The mummy, known as “Hawara Portrait Mummy No. 4”, is in the collection of the Block Museum of Art at Northwestern University. It was excavated between 1910 and 1911 from ancient egyptian site of Hawara, and dates back to the 1st century AD, when Egypt was under Roman rule.
“During the Roman era in Egypt, they started creating mummies with portraits attached to the front surface,” Stock told Live Science. “Many thousands have been made, but most of the portraits have been removed from the mummies we have – maybe only 100 to 150 still have the portrait attached to the mummy,” he said.

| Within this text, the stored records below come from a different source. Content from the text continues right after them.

mod backend;
mod backends;

use std::path::Path;
use std::str::FromStr;

use anyhow::{anyhow, Result};

pub use backend::{Detector, DEFAULT_CONFIDENCE};
pub use backends::NoopDetector;
#[cfg(feature = "backend-tract")]
pub use backends::TractDetector;

/// Default model input edge for YOLOv8 exports.
pub const DEFAULT_MODEL_INPUT: u32 = 640;

/// Which detector the process should run.
#[derive(Clone, Copy, Debug, PartialEq, Eq)]
pub enum DetectorKind {
    /// Model-backed when it loads, otherwise no-op.
    Auto,
    Noop,
    /// Model-backed; failing to load is a startup error.
    Model,
}

impl FromStr for DetectorKind {
    type Err = anyhow::Error;

    fn from_str(s: &str) -> Result<Self> {
        match s.trim().to_ascii_lowercase().as_str() {
            "auto" => Ok(DetectorKind::Auto),
            "noop" | "none" | "mock" => Ok(DetectorKind::Noop),
            "model" | "tract" => Ok(DetectorKind::Model),
            other => Err(anyhow!(
                "unknown detector '{}'; expected auto, noop or model",
                other
            )),
        }
    }
}

/// Resolve the detector once at startup.
pub fn resolve_detector(kind: DetectorKind, model_path: Option<&Path>) -> Result<Box<dyn Detector>> {
    let detector: Box<dyn Detector> = match kind {
        DetectorKind::Noop => Box::new(NoopDetector::new()),
        DetectorKind::Model => load_model(model_path)?,
        DetectorKind::Auto => match load_model(model_path) {
            Ok(detector) => detector,
            Err(err) => {
                log::warn!("model detector unavailable ({}); falling back to noop", err);
                Box::new(NoopDetector::new())
            }
        },
    };
    log::info!(
        "detector resolved: {} (confidence {:.3})",
        detector.name(),
        detector.confidence_threshold()
    );
    Ok(detector)
}

#[cfg(feature = "backend-tract")]
fn load_model(model_path: Option<&Path>) -> Result<Box<dyn Detector>> {
    let path = model_path.ok_or_else(|| anyhow!("no model path configured"))?;
    let mut detector = TractDetector::new(path, DEFAULT_MODEL_INPUT, DEFAULT_MODEL_INPUT)?;
    detector.warm_up()?;
    Ok(Box::new(detector))
}

#[cfg(not(feature = "backend-tract"))]
fn load_model(_model_path: Option<&Path>) -> Result<Box<dyn Detector>> {
    Err(anyhow!("built without the backend-tract feature"))
}
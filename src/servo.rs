//! Output side of the forearm: six servos reached over a serial link.
//!
//! Nothing in the shell drives the servos yet. This module fixes the shape
//! of a servo command and the two seams a driver plugs into: [`ServoLink`]
//! for transmission and [`StateMapper`] for turning an EmoState into
//! commands.

use tracing::debug;

use crate::engine::EmoState;
use crate::{Error, Result};

/// Number of servos on the forearm.
pub const SERVO_COUNT: u8 = 6;

/// Largest servo angle, in degrees.
pub const MAX_POSITION: u16 = 180;

/// A servo channel, 1 to 6.
#[derive(Debug, Clone, Copy, PartialEq, Eq, PartialOrd, Ord)]
pub struct ServoChannel(u8);

impl ServoChannel {
    pub fn new(channel: u8) -> Result<Self> {
        if (1..=SERVO_COUNT).contains(&channel) {
            Ok(Self(channel))
        } else {
            Err(Error::InvalidServoChannel(channel))
        }
    }

    pub fn get(self) -> u8 {
        self.0
    }

    /// All six channels in order.
    pub fn all() -> impl Iterator<Item = ServoChannel> {
        (1..=SERVO_COUNT).map(ServoChannel)
    }
}

impl TryFrom<u8> for ServoChannel {
    type Error = Error;

    fn try_from(channel: u8) -> Result<Self> {
        Self::new(channel)
    }
}

/// Move one servo to an angle.
#[derive(Debug, Clone, Copy, PartialEq, Eq)]
pub struct ServoCommand {
    pub channel: ServoChannel,
    /// Degrees, 0 to 180.
    pub position: u16,
}

impl ServoCommand {
    pub fn new(channel: u8, position: u16) -> Result<Self> {
        if position > MAX_POSITION {
            return Err(Error::ServoPositionOutOfRange(position));
        }
        Ok(Self {
            channel: ServoChannel::new(channel)?,
            position,
        })
    }
}

/// Transmits servo commands to the forearm controller.
pub trait ServoLink {
    fn send_servo_command(&mut self, command: ServoCommand) -> Result<()>;
}

/// Turns an extracted EmoState into servo commands.
pub trait StateMapper {
    fn map_state(&self, state: &EmoState) -> Vec<ServoCommand>;
}

/// Link that accepts every command and only logs it.
#[derive(Debug, Default)]
pub struct NullServoLink {
    sent: usize,
}

impl NullServoLink {
    pub fn new() -> Self {
        Self::default()
    }

    pub fn sent(&self) -> usize {
        self.sent
    }
}

impl ServoLink for NullServoLink {
    fn send_servo_command(&mut self, command: ServoCommand) -> Result<()> {
        debug!(
            channel = command.channel.get(),
            position = command.position,
            "servo command discarded"
        );
        self.sent += 1;
        Ok(())
    }
}
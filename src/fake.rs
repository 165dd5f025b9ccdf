//! In-memory [`EngineGateway`] for driving the shell without an engine.
//!
//! Result codes and events are queued up front with the `with_*` builders;
//! every call is recorded so tests can assert on what the shell asked for.

use std::collections::VecDeque;

use crate::engine::{
    EmoState, EngineEvent, EngineGateway, EventHandle, HandleTable, ResultCode, StateHandle,
};

/// A call received by [`ScriptedEngine`], in arrival order.
#[derive(Debug, Clone, PartialEq, Eq)]
pub enum EngineCall {
    Connect { host: String, port: u16 },
    Disconnect,
    NextEvent,
    EventToState,
}

/// Deterministic engine used in tests to script result codes and events.
///
/// Unscripted calls succeed, except `next_event`, which reports `NO_EVENT`,
/// and `event_to_state`, which extracts whatever the event handle holds.
#[derive(Debug, Default)]
pub struct ScriptedEngine {
    connect_codes: VecDeque<ResultCode>,
    disconnect_codes: VecDeque<ResultCode>,
    events: VecDeque<(ResultCode, Option<EngineEvent>)>,
    state_codes: VecDeque<ResultCode>,
    calls: Vec<EngineCall>,
    handles: HandleTable,
    created: usize,
}

impl ScriptedEngine {
    pub fn new() -> Self {
        Self::default()
    }

    /// Queues the code returned by the next `connect`.
    pub fn with_connect(mut self, code: ResultCode) -> Self {
        self.connect_codes.push_back(code);
        self
    }

    /// Queues the code returned by the next `disconnect`.
    pub fn with_disconnect(mut self, code: ResultCode) -> Self {
        self.disconnect_codes.push_back(code);
        self
    }

    /// Queues a `next_event` result that leaves the event handle untouched.
    pub fn with_next_event(mut self, code: ResultCode) -> Self {
        self.events.push_back((code, None));
        self
    }

    /// Queues an event delivered with `OK` by the next `next_event`.
    pub fn with_event(mut self, event: EngineEvent) -> Self {
        self.events.push_back((ResultCode::OK, Some(event)));
        self
    }

    /// Queues the code returned by the next `event_to_state`.
    pub fn with_event_to_state(mut self, code: ResultCode) -> Self {
        self.state_codes.push_back(code);
        self
    }

    pub fn calls(&self) -> &[EngineCall] {
        &self.calls
    }

    /// Number of disconnect calls received so far.
    pub fn disconnects(&self) -> usize {
        self.calls
            .iter()
            .filter(|call| **call == EngineCall::Disconnect)
            .count()
    }

    /// Handles handed out and not yet released.
    pub fn outstanding_handles(&self) -> usize {
        self.handles.outstanding()
    }

    /// Handles handed out over the engine's lifetime.
    pub fn handles_created(&self) -> usize {
        self.created
    }
}

impl EngineGateway for ScriptedEngine {
    fn connect(&mut self, host: &str, port: u16) -> ResultCode {
        self.calls.push(EngineCall::Connect {
            host: host.to_string(),
            port,
        });
        self.connect_codes.pop_front().unwrap_or(ResultCode::OK)
    }

    fn disconnect(&mut self) -> ResultCode {
        self.calls.push(EngineCall::Disconnect);
        self.disconnect_codes.pop_front().unwrap_or(ResultCode::OK)
    }

    fn create_event(&mut self) -> EventHandle {
        self.created += 1;
        self.handles.create_event()
    }

    fn create_state(&mut self) -> StateHandle {
        self.created += 1;
        self.handles.create_state()
    }

    fn next_event(&mut self, event: EventHandle) -> ResultCode {
        self.calls.push(EngineCall::NextEvent);
        match self.events.pop_front() {
            Some((code, Some(delivered))) => {
                if self.handles.fill_event(event, delivered) {
                    code
                } else {
                    ResultCode::INVALID_PARAMETER
                }
            }
            Some((code, None)) => code,
            None => ResultCode::NO_EVENT,
        }
    }

    fn event_to_state(&mut self, event: EventHandle, state: StateHandle) -> ResultCode {
        self.calls.push(EngineCall::EventToState);
        match self.state_codes.pop_front() {
            Some(code) => code,
            None => self.handles.extract_state(event, state),
        }
    }

    fn emo_state(&self, state: StateHandle) -> Option<&EmoState> {
        self.handles.state(state)
    }

    fn release_event(&mut self, event: EventHandle) {
        self.handles.release_event(event);
    }

    fn release_state(&mut self, state: StateHandle) {
        self.handles.release_state(state);
    }
}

Even if the portrait of the mother n. 4 showed an adult woman, the mummy’s small size suggested otherwise, and scans confirmed the mummy was a child, still so young that none of her permanent teeth had emerged. His body measured 37 inches (937 millimeters) from the top of the skull to the soles of his feet, and the casings added another 2 inches (50 mm), according to the study.
The researchers also found 36 needle-like structures in the case: 11 around the head and neck, 20 near the feet and five near the torso. X-ray diffraction determined that these were modern metal wires or pins that may have been added to stabilize the artifact during the last century.
A surprising finding was an uneven layer of sediment in the mummy’s casings, possibly mud that had been used by the priests present to secure the mummy’s bandages, Stock suggested. Another puzzling discovery was a small elliptical object about 7mm long, which the researchers found in the mummy’s casings above the abdomen, dubbing the object “F inclusion.”
X-ray diffraction showed it was calcite, but what was it? One possibility is that it could be an amulet included because the baby’s body was damaged during the mummification, Stock said. After such an incident, priests often placed an amulet like a scarab on the damaged body part to protect the person in the afterlife, and the calcite “blob” found was about the right size and in the right position for it to be a scarab. protective, explained Stock.
However, the resolution of the CT scan wasn’t high enough to show the details carved into the object, so it’s impossible to say for sure what it might be, he added.
“Every time you walk into a studio like this, you get good answers. But then you raise other questions,” said Stock.
The results were published online November 25 on Journal of the Royal Society Interface.